- Brief -
Which lines below include the string "Result"? Please show each one.

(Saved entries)
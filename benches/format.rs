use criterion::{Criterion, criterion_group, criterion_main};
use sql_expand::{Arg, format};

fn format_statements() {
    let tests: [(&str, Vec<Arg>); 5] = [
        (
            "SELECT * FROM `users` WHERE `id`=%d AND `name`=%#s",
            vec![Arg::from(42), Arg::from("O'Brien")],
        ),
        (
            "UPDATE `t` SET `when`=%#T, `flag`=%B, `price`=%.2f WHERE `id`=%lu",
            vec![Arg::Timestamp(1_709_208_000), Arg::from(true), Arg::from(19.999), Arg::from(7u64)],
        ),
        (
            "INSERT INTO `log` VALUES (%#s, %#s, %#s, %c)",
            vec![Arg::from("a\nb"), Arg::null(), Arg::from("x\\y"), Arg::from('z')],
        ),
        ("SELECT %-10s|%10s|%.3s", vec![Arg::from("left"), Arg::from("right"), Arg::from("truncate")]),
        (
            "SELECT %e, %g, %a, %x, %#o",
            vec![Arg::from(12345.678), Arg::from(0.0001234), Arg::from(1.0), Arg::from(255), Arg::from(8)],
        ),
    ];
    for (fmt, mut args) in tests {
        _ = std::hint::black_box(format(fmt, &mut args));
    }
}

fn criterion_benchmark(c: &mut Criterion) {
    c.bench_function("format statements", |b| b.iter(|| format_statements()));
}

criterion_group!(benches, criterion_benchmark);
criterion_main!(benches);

==

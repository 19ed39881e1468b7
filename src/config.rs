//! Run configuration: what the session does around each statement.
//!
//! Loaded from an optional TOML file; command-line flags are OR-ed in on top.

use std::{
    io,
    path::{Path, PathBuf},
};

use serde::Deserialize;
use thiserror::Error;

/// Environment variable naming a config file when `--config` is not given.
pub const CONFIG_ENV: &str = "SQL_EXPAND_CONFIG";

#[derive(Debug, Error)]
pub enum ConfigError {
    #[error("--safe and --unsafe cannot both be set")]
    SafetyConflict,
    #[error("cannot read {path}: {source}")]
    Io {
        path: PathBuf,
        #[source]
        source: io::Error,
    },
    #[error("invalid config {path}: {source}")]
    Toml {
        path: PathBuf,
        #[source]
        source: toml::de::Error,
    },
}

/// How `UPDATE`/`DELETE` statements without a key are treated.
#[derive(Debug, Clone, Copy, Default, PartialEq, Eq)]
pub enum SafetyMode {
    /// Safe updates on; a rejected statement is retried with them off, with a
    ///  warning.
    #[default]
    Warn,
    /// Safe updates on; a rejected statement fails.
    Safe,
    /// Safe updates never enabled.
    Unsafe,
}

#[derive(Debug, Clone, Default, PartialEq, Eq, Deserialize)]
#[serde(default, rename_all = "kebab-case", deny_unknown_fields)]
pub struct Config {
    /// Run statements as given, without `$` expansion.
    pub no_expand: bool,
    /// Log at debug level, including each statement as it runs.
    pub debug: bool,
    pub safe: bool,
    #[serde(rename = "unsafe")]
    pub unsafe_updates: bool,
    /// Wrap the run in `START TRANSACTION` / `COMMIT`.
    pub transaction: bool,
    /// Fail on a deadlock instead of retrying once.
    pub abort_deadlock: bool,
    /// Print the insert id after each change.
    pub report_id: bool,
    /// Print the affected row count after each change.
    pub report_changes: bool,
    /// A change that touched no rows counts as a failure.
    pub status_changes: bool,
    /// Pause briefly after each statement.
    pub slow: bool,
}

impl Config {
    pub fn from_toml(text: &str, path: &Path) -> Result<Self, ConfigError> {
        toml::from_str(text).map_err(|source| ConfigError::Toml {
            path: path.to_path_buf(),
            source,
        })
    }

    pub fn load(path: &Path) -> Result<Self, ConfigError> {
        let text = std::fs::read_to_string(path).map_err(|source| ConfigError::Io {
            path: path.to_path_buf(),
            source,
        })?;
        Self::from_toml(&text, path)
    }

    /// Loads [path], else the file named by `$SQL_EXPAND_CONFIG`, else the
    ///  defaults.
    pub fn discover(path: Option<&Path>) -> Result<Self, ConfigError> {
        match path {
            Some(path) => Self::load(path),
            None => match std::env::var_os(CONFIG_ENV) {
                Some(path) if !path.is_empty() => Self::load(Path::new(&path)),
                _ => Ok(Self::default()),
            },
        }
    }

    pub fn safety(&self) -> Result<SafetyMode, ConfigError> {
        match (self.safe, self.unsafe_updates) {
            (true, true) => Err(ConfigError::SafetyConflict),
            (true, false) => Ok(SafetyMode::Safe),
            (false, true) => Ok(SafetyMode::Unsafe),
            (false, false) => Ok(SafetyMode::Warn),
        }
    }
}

- Completed exercise -
    pub fn from_toml(text: &str, path: &Path) -> Result<Self, ConfigError> {
    pub fn load(path: &Path) -> Result<Self, ConfigError> {
    pub fn discover(path: Option<&Path>) -> Result<Self, ConfigError> {
    pub fn safety(&self) -> Result<SafetyMode, ConfigError> {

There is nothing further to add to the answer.